Participants in front of Meridian International Center

52 women (and one man) from 53 countries. 11 cities. 21 days.

Is this a formula for a reality show?

It’s not. It’s a snapshot of the itinerary for a recent U.S. State Department International Visitor Leadership Program (IVLP), organized by Meridian International Center, to promote women and entrepreneurship. These 53 leaders were from Algeria to Zimbabwe and everywhere in between.

The participants were entrepreneurs, directors of business accelerators and non-governmental organizations supporting women in business, corporate executives, government officials, and academics. All play a role in their country’s efforts to support women entrepreneurs, whose enterprises contribute substantially to economic growth and poverty reduction.

I met with the group in Washington, DC both at the beginning of their visit to the U.S. and when they returned from travel to cities as diverse as Kansas City, Missouri; Philadelphia, Pennsylvania; and Pensacola, Florida.
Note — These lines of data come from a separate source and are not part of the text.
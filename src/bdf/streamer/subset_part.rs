//! Decoding of one subset MIME part

use std::io::BufRead;

use log::{debug, warn};

use super::attachments::{read_attachments, validate_presence};
use super::mime::boundary_from_content_type;
use super::scanner::LineScanner;
use super::{BdfError, ReaderConfig};
use crate::bdf::header::{decode_subset_header, SubsetSchema};
use crate::bdf::models::{GlobalDescriptor, Subset};

/// Everything a subset decode needs besides the scanner and the target
pub(super) struct SubsetContext<'a> {
    pub descriptor: &'a GlobalDescriptor,
    pub config: &'a ReaderConfig,
    pub integration: usize,
}

/// Decode the subset whose top boundary is the current line
///
/// On success the current line is the one following the subset's closing
/// inner boundary, normally the next top-level boundary.
pub(super) fn read_subset<R: BufRead>(
    scanner: &mut LineScanner<R>,
    ctx: &SubsetContext<'_>,
    subset: &mut Subset,
) -> Result<(), BdfError> {
    subset.reset(ctx.integration, scanner.position());
    let offset = scanner.position();

    let content_type = scanner.require_header_field("CONTENT-TYPE")?;
    let boundary = boundary_from_content_type(&content_type).map_err(|e| {
        BdfError::format(
            format!(
                "integration #{}: {:?} boundary in '{}'",
                ctx.integration, e, content_type
            ),
            offset,
        )
    })?;
    let description = scanner.require_header_field("CONTENT-DESCRIPTION")?;
    debug!(
        "integration #{} at byte {}: boundary '{}', {}",
        ctx.integration,
        subset.starts_at(),
        boundary,
        description
    );

    scanner.require_boundary(&boundary, ctx.config.header_scan_lines)?;
    scanner.skip_until_empty_line(ctx.config.header_scan_lines)?;
    let xml = scanner.accumulate_until_boundary(&boundary, ctx.config.body_scan_lines)?;

    let schema = SubsetSchema::for_descriptor(ctx.descriptor);
    let header = decode_subset_header(&xml, ctx.descriptor, schema).map_err(|source| {
        BdfError::SubsetHeader {
            integration: ctx.integration,
            source,
        }
    })?;
    let aborted = header.abort.is_some();
    if let Some(abort) = &header.abort {
        warn!(
            "integration #{} cancels the observation at {}: {}",
            ctx.integration, abort.stop_time, abort.reason
        );
    }
    subset.set_header(header);
    subset.clear_attachments();

    if !scanner.at_closing_boundary(&boundary) {
        read_attachments(scanner, ctx, &boundary, subset)?;
    }
    if !aborted {
        validate_presence(ctx, subset.presence())?;
    }

    // the line after the closing inner boundary
    scanner.next_line()?;
    Ok(())
}
//! XML header decoding
//!
//! A BDF stream embeds two kinds of XML documents: one `<sdmDataHeader>`
//! describing the layout of the whole stream, and one
//! `<sdmDataSubsetHeader>` per integration. Both are small, so they are
//! accumulated in memory by the streamer and pulled through `quick-xml`
//! here.
//!
//! The decoders do not validate against the XML schema. They extract the
//! fields the reader needs and reject documents that lack them.

mod error;
mod global;
mod helpers;
mod subset;

#[cfg(test)]
mod tests;

pub use error::HeaderError;
pub use global::decode_global_header;
pub use subset::{decode_subset_header, SubsetSchema};
use std::fmt;

#[cfg(feature = "colorized_output")]
use console::style;

/// Outcome of one validation check
#[derive(Debug, Clone, PartialEq, Eq)]
pub enum CheckStatus {
    /// Check passed
    Ok,
    /// Check passed, but something looks off
    Warning(String),
    /// Check failed
    Failed(String),
}

impl CheckStatus {
    fn is_ok(&self) -> bool {
        matches!(self, CheckStatus::Ok)
    }

    fn is_warning(&self) -> bool {
        matches!(self, CheckStatus::Warning(_))
    }

    fn is_failed(&self) -> bool {
        matches!(self, CheckStatus::Failed(_))
    }

    fn symbol(&self) -> &'static str {
        match self {
            CheckStatus::Ok => "✓",
            CheckStatus::Warning(_) => "⚠",
            CheckStatus::Failed(_) => "✗",
        }
    }
}

/// One named check and its outcome
#[derive(Debug, Clone)]
pub struct ValidationCheck {
    /// What was checked
    pub name: String,
    /// Outcome
    pub status: CheckStatus,
}

impl ValidationCheck {
    pub(crate) fn ok(name: impl Into<String>) -> Self {
        Self {
            name: name.into(),
            status: CheckStatus::Ok,
        }
    }

    pub(crate) fn warning(name: impl Into<String>, message: impl Into<String>) -> Self {
        Self {
            name: name.into(),
            status: CheckStatus::Warning(message.into()),
        }
    }

    pub(crate) fn failed(name: impl Into<String>, message: impl Into<String>) -> Self {
        Self {
            name: name.into(),
            status: CheckStatus::Failed(message.into()),
        }
    }
}

/// Every check run against one BDF file
#[derive(Debug)]
pub struct ValidationReport {
    /// Checks in the order they ran
    pub checks: Vec<ValidationCheck>,
    /// Path of the validated file
    pub file_path: String,
}

impl ValidationReport {
    /// Create an empty report for `file_path`
    pub fn new(file_path: impl Into<String>) -> Self {
        Self {
            checks: Vec::new(),
            file_path: file_path.into(),
        }
    }

    /// Record a check
    pub fn add_check(&mut self, check: ValidationCheck) {
        self.checks.push(check);
    }

    /// Whether any check failed
    pub fn has_failures(&self) -> bool {
        self.checks.iter().any(|c| c.status.is_failed())
    }

    /// Whether any check produced a warning
    pub fn has_warnings(&self) -> bool {
        self.checks.iter().any(|c| c.status.is_warning())
    }

    /// Number of passed checks
    pub fn success_count(&self) -> usize {
        self.checks.iter().filter(|c| c.status.is_ok()).count()
    }

    /// Number of warnings
    pub fn warning_count(&self) -> usize {
        self.checks.iter().filter(|c| c.status.is_warning()).count()
    }

    /// Number of failed checks
    pub fn failure_count(&self) -> usize {
        self.checks.iter().filter(|c| c.status.is_failed()).count()
    }

    fn verdict(&self) -> &'static str {
        if self.has_failures() {
            "Validation FAILED"
        } else if self.has_warnings() {
            "Validation PASSED with warnings"
        } else {
            "Validation PASSED"
        }
    }

    fn tally(&self) -> String {
        format!(
            "{} passed, {} warnings, {} failed",
            self.success_count(),
            self.warning_count(),
            self.failure_count()
        )
    }

    /// Format the report with colors (plain text without `colorized_output`)
    ///
    /// Checks are listed in the order they ran: the global header checks
    /// first, then the subset checks.
    pub fn format_colored(&self) -> String {
        #[cfg(feature = "colorized_output")]
        {
            let mut output = format!(
                "{} {}\n\n",
                style("BDF Validation Report for").bold().cyan(),
                style(&self.file_path).bold()
            );

            for check in &self.checks {
                let symbol = check.status.symbol();
                let line = match &check.status {
                    CheckStatus::Ok => format!("  {} {}", style(symbol).green(), check.name),
                    CheckStatus::Warning(msg) => format!(
                        "  {} {}: {}",
                        style(symbol).yellow(),
                        style(&check.name).yellow(),
                        msg
                    ),
                    CheckStatus::Failed(msg) => format!(
                        "  {} {}: {}",
                        style(symbol).red().bold(),
                        style(&check.name).red(),
                        style(msg).red()
                    ),
                };
                output.push_str(&line);
                output.push('\n');
            }

            let verdict = style(self.verdict()).bold();
            let verdict = match (self.has_failures(), self.has_warnings()) {
                (true, _) => verdict.red(),
                (false, true) => verdict.yellow(),
                (false, false) => verdict.green(),
            };
            output.push_str(&format!(
                "\n{} ({} checks: {})\n",
                verdict,
                self.checks.len(),
                self.tally()
            ));
            output
        }

        #[cfg(not(feature = "colorized_output"))]
        {
            format!("{}", self)
        }
    }
}

impl fmt::Display for ValidationReport {
    fn fmt(&self, f: &mut fmt::Formatter<'_>) -> fmt::Result {
        writeln!(f, "BDF Validation Report for {}", self.file_path)?;
        writeln!(f)?;

        for check in &self.checks {
            let symbol = check.status.symbol();
            match &check.status {
                CheckStatus::Ok => writeln!(f, "  {} {}", symbol, check.name)?,
                CheckStatus::Warning(msg) | CheckStatus::Failed(msg) => {
                    writeln!(f, "  {} {}: {}", symbol, check.name, msg)?
                }
            }
        }

        writeln!(f)?;
        writeln!(f, "Summary: {}", self.tally())?;
        writeln!(f, "{}", self.verdict())
    }
}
At the first session, they talked with each other about their role in the ecosystem of entrepreneurship and in supporting women entrepreneurs. They shared views about the fundamentals for advancing successful women’s entrepreneurship and business and how to ensure that more women have access to the tools they need to succeed. They each outlined their goals and objectives to maximize the IVLP for themselves, their business or organization, and their community. They listed the types of contacts and skills they wanted to gather as well as the types of policies and innovations that interested them, such as accessing supply chains, meeting angel investors and talking with successful women entrepreneurs.
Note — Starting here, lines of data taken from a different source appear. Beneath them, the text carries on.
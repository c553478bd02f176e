use anyhow::{Context, Result};
use std::path::PathBuf;

use almabdf::bdf::BdfStreamReader;

/// Display the global header of a BDF file
pub fn run(file: PathBuf) -> Result<()> {
    if !file.exists() {
        anyhow::bail!("File does not exist: {}", file.display());
    }

    let mut reader = BdfStreamReader::new();
    reader
        .open(&file)
        .with_context(|| format!("Failed to open {}", file.display()))?;
    let d = reader.descriptor()?;

    println!("BDF File Information");
    println!("====================");
    println!("File: {}", file.display());
    println!();

    println!("Global Header:");
    println!("  Title: {}", d.title);
    println!("  Data OID: {}", d.data_oid);
    println!("  Exec block: {}", d.exec_block_uid);
    println!("  Project path: {}", d.project_path);
    if let Some(version) = d.schema_version {
        println!("  Schema version: {}", version);
    }
    println!("  Byte order: {}", d.byte_order.name());
    match d.start_time_utc() {
        Some(utc) => println!("  Start time: {} ({})", d.start_time, utc.to_rfc3339()),
        None => println!("  Start time: {}", d.start_time),
    }
    match d.declared_integration_count() {
        Some(n) => println!("  Integrations declared: {}", n),
        None => println!("  Integrations declared: -"),
    }
    println!("  Antennas: {}", d.num_antenna);
    println!("  Correlation mode: {}", d.correlation_mode);
    println!("  Processor type: {}", d.processor_type);
    if let Some(t) = d.correlator_type {
        println!("  Correlator type: {}", t);
    }
    if let Some(r) = d.spectral_resolution {
        println!("  Spectral resolution: {}", r.name());
    }
    if !d.apc.is_empty() {
        println!("  APC: {}", d.apc.join(" "));
    }
    if let Some(abort) = &d.abort {
        println!("  Aborted at {}: {}", abort.stop_time, abort.reason);
    }
    println!();

    println!("Basebands:");
    for baseband in &d.basebands {
        println!("  {}", baseband.name);
        for spw in &baseband.spectral_windows {
            let image = spw
                .image_index
                .map_or(String::new(), |i| format!(", image of #{}", i));
            println!(
                "    sw {}: {} points, {} bins, {}{}",
                spw.sw, spw.num_spectral_point, spw.num_bin, spw.sideband, image
            );
        }
    }
    println!();

    println!("Declared Attachments:");
    for (kind, part) in &d.binary_parts {
        println!("  {:16} {:>10}  [{}]", kind.name(), part.size, part.axes.join(" "));
    }

    reader.close();
    Ok(())
}
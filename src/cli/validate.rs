use anyhow::Result;
use log::info;
use std::path::PathBuf;

use super::Config;

/// Validate BDF file integrity
pub fn run(file: PathBuf, config: Option<PathBuf>) -> Result<()> {
    use almabdf::validator::validate_bdf_file_with_config;

    let config = Config::load(config.as_deref())?;

    info!("BDF Validator");
    info!("=============");
    info!("File: {}", file.display());
    info!("");

    match validate_bdf_file_with_config(&file, config.reader) {
        Ok(report) => {
            #[cfg(feature = "colorized_output")]
            {
                println!("{}", report.format_colored());
            }

            #[cfg(not(feature = "colorized_output"))]
            {
                println!("{}", report);
            }

            if report.has_failures() {
                std::process::exit(1);
            }

            Ok(())
        }
        Err(e) => {
            eprintln!("Validation error: {}", e);
            std::process::exit(1);
        }
    }
}
use std::io::BufRead;

use super::{BdfError, BdfStreamReader};
use crate::bdf::models::Subset;

/// Iterator over the remaining subsets of a BDF stream
///
/// Stops after the first error.
pub struct SubsetIterator<R: BufRead> {
    reader: BdfStreamReader<R>,
    failed: bool,
}

impl<R: BufRead> SubsetIterator<R> {
    pub(super) fn new(reader: BdfStreamReader<R>) -> Self {
        Self {
            reader,
            failed: false,
        }
    }

    /// Give the reader back, e.g. to query the global header
    pub fn into_reader(self) -> BdfStreamReader<R> {
        self.reader
    }
}

impl<R: BufRead> Iterator for SubsetIterator<R> {
    type Item = Result<Subset, BdfError>;

    fn next(&mut self) -> Option<Self::Item> {
        if self.failed {
            return None;
        }
        match self.reader.next_subset() {
            Ok(Some(subset)) => Some(Ok(subset)),
            Ok(None) => None,
            Err(e) => {
                self.failed = true;
                Some(Err(e))
            }
        }
    }
}
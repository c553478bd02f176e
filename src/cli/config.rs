//! TOML configuration file support.
//!
//! Scan bounds and batch sizes can be kept in a config file:
//!
//! ```toml
//! # bdf-inspect.toml
//! [reader]
//! header_scan_lines = 20
//! body_scan_lines = 500
//!
//! [scan]
//! batch_size = 64
//! ```

use anyhow::{Context, Result};
use serde::Deserialize;
use std::path::Path;

use almabdf::bdf::ReaderConfig;

/// Root configuration structure for bdf-inspect.toml files.
#[derive(Debug, Default, Deserialize)]
pub struct Config {
    /// Scan bounds of the reader.
    #[serde(default)]
    pub reader: ReaderConfig,

    /// Settings of the scan command.
    #[serde(default)]
    pub scan: ScanConfig,
}

/// Configuration for the scan command.
#[derive(Debug, Default, Deserialize)]
pub struct ScanConfig {
    /// Number of subsets to read per batch.
    pub batch_size: Option<usize>,
}

impl Config {
    /// Load configuration from a TOML file.
    pub fn from_file(path: &Path) -> Result<Self> {
        let content = std::fs::read_to_string(path)
            .with_context(|| format!("Failed to read config file: {}", path.display()))?;

        Self::from_str(&content)
    }

    /// Parse configuration from a TOML string.
    pub fn from_str(content: &str) -> Result<Self> {
        toml::from_str(content).context("Failed to parse TOML configuration")
    }

    /// Load `path` if given, the defaults otherwise.
    pub fn load(path: Option<&Path>) -> Result<Self> {
        path.map_or_else(|| Ok(Self::default()), Self::from_file)
    }
}

#[cfg(test)]
mod tests {
    use super::*;

    #[test]
    fn test_parse_config() {
        let toml = r#"
            [reader]
            header_scan_lines = 20
            body_scan_lines = 500

            [scan]
            batch_size = 64
        "#;

        let config = Config::from_str(toml).unwrap();
        assert_eq!(config.reader.header_scan_lines, 20);
        assert_eq!(config.reader.body_scan_lines, 500);
        assert_eq!(config.scan.batch_size, Some(64));
    }

    #[test]
    fn test_partial_config() {
        let toml = r#"
            [reader]
            body_scan_lines = 250
        "#;

        let config = Config::from_str(toml).unwrap();
        assert_eq!(config.reader.header_scan_lines, 10);
        assert_eq!(config.reader.body_scan_lines, 250);
        assert_eq!(config.scan.batch_size, None);
    }

    #[test]
    fn test_empty_config() {
        let config = Config::from_str("").unwrap();
        assert_eq!(config.reader, ReaderConfig::default());
        assert_eq!(config.scan.batch_size, None);
    }

    #[test]
    fn test_invalid_config() {
        assert!(Config::from_str("[reader]\nbody_scan_lines = \"many\"").is_err());
    }
}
We met again when they returned from their intensive program outside of Washington, DC. They talked about what impressed or surprised them, whether the IVLP changed their perspectives, and what new individuals and organizations they would connect with upon their return home. (Side note: they also talked about how their packing and unpacking skills had improved.)
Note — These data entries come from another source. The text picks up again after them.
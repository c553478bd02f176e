//! Locating, reading and checking the binary attachments of a subset

use std::io::BufRead;

use log::{debug, warn};

use super::mime::attachment_from_location;
use super::scanner::LineScanner;
use super::subset_part::SubsetContext;
use super::BdfError;
use crate::bdf::models::{
    Attachment, AttachmentKind, AttachmentSet, CorrelationMode, CorrelatorType, ProcessorType,
    Subset,
};

/// Read attachments until the closing inner boundary
///
/// Expects the current line to be an inner boundary opening the first
/// attachment.
pub(super) fn read_attachments<R: BufRead>(
    scanner: &mut LineScanner<R>,
    ctx: &SubsetContext<'_>,
    boundary: &str,
    subset: &mut Subset,
) -> Result<(), BdfError> {
    let byte_order = ctx.descriptor.byte_order;
    let cross_data_type = subset.header().cross_data_type;

    loop {
        let part_offset = scanner.position();
        scanner.require_header_field("CONTENT-TYPE")?;
        let location = scanner.require_header_field("CONTENT-LOCATION")?;
        let kind = attachment_from_location(&location).ok_or_else(|| {
            BdfError::format(
                format!(
                    "integration #{}: '{}' does not name a binary attachment",
                    ctx.integration, location
                ),
                part_offset,
            )
        })?;

        let count = ctx
            .descriptor
            .declared_size(kind)
            .ok_or(BdfError::Size {
                integration: ctx.integration,
                attachment: kind,
            })?;
        scanner.skip_until_empty_line(ctx.config.header_scan_lines)?;

        let element_type = kind.element_type(cross_data_type).ok_or_else(|| {
            BdfError::format(
                format!(
                    "integration #{}: the subset header does not declare the type of crossData",
                    ctx.integration
                ),
                part_offset,
            )
        })?;

        let offset = scanner.position();
        let expected = usize::try_from(count)
            .ok()
            .and_then(|n| n.checked_mul(element_type.width()))
            .ok_or_else(|| {
                BdfError::format(
                    format!("declared size {} of '{}' is too large", count, kind),
                    offset,
                )
            })?;
        let data = scanner.read_bytes(expected)?;
        if data.len() < expected {
            return Err(BdfError::ShortRead {
                integration: ctx.integration,
                attachment: kind,
                offset,
                expected,
                actual: data.len(),
            });
        }
        debug!(
            "integration #{}: read {} x {:?} of '{}' at byte {}",
            ctx.integration, count, element_type, kind, offset
        );

        if !subset.insert_attachment(Attachment::new(kind, element_type, offset, byte_order, data)) {
            return Err(BdfError::format(
                format!(
                    "integration #{}: attachment '{}' appears twice",
                    ctx.integration, kind
                ),
                part_offset,
            ));
        }

        // line break after the binary payload
        if !scanner.next_line()?.is_empty() {
            warn!(
                "integration #{}: unexpected text after '{}': '{}'",
                ctx.integration,
                kind,
                scanner.current_line()
            );
        }

        let line_offset = scanner.position();
        scanner.next_line()?;
        if !scanner.at_boundary(boundary) {
            return Err(BdfError::format(
                format!(
                    "integration #{}: expected the boundary '--{}' after '{}', found '{}'",
                    ctx.integration,
                    boundary,
                    kind,
                    scanner.current_line()
                ),
                line_offset,
            ));
        }
        if scanner.at_closing_boundary(boundary) {
            return Ok(());
        }
    }
}

/// Check the attachments of a subset against the acquisition mode and the
/// correlator type
pub(super) fn validate_presence(
    ctx: &SubsetContext<'_>,
    presence: AttachmentSet,
) -> Result<(), BdfError> {
    let domain = |message: String| BdfError::Domain {
        integration: ctx.integration,
        message,
    };
    let descriptor = ctx.descriptor;
    let mode = descriptor.correlation_mode;
    let has_cross = presence.contains(AttachmentKind::CrossData);
    let has_auto = presence.contains(AttachmentKind::AutoData);

    match mode {
        CorrelationMode::CrossOnly if !has_cross => {
            return Err(domain(format!("crossData is missing in mode {}", mode)))
        }
        CorrelationMode::CrossOnly if has_auto => {
            return Err(domain(format!("autoData is not allowed in mode {}", mode)))
        }
        CorrelationMode::AutoOnly if !has_auto => {
            return Err(domain(format!("autoData is missing in mode {}", mode)))
        }
        CorrelationMode::AutoOnly if has_cross => {
            return Err(domain(format!("crossData is not allowed in mode {}", mode)))
        }
        CorrelationMode::CrossAndAuto if !(has_cross && has_auto) => {
            return Err(domain(format!(
                "crossData and autoData are both required in mode {}",
                mode
            )))
        }
        _ => {}
    }

    if presence.contains(AttachmentKind::ZeroLags) {
        if descriptor.correlator_type == Some(CorrelatorType::Fx) {
            return Err(domain(
                "zeroLags are not allowed with an FX correlator".to_string(),
            ));
        }
        if descriptor.processor_type != ProcessorType::Correlator {
            return Err(domain(format!(
                "zeroLags are not allowed with processor type {}",
                descriptor.processor_type
            )));
        }
    }
    Ok(())
}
They each had a unique experience, but overall, several things stood out:

  1. Globally, women entrepreneurs face common challenges. The most common takeaway was that women, particularly women business owners, across the world face similar issues. Participants were struck by how their everyday challenges were similar to those faced by their fellow participants from different countries and by women in the U.S. Bottom line, since there is so much we have in common, there is much we can learn from each other.
  2. Support systems and women’s networks matter. The IVLP participants met with organizations supporting women entrepreneurs and providing platforms for women business owners to connect. This strategic networking and relationship building is critical to business development, and to business success and growth. Many took away lessons about the types of organizations and platforms that exist in the U.S. for developing connections and business opportunities, as well as for helping women learn how to be effective networkers. While in DC, the U.S. Small Business Administration (SBA) organized a roundtable with pioneers and leaders in building strong environments for women’s businesses. In Charlotte, NC, the group met with the National Association of Women Business Owners (NAWBO), which gives U.S. women business owners a place to organize as an economic and advocacy force.
  3. Broader policy support for women and girls is critical to economic empowerment and opportunity. Women can’t succeed as entrepreneurs if they can’t stay in school, learn critical thinking and financial literacy skills, or make their own life decisions. In several countries represented, child marriage is prevalent and the women participants are committed to changing that reality, as they see its negative impact on women’s economic futures. In the countries represented, most decision-makers are men and women are subject to restrictive laws that create barriers to business success, such as those that restrict women’s ability to get credit or have access to child care and family leave. The participants focused on the importance of advocating for changes in these laws and policies as well as those that narrowly target barriers to entrepreneurship.
  4. Government support of women’s entrepreneurship makes a difference. Participants were struck by the critical role that government in the U.S., at every level, plays in supporting women and business. This includes advocacy around increasing the allocation of government contracts and procurements set aside for women-owned businesses, and regulatory reforms that increase access to capital and markets for businesses.

These 53 leaders — representing almost one-third of the world’s countries — are already successful. The purpose of the IVLP, and their exposure to what is happening here in U.S, is to ensure that they become force multipliers. From my viewpoint, I have little doubt that will be the case.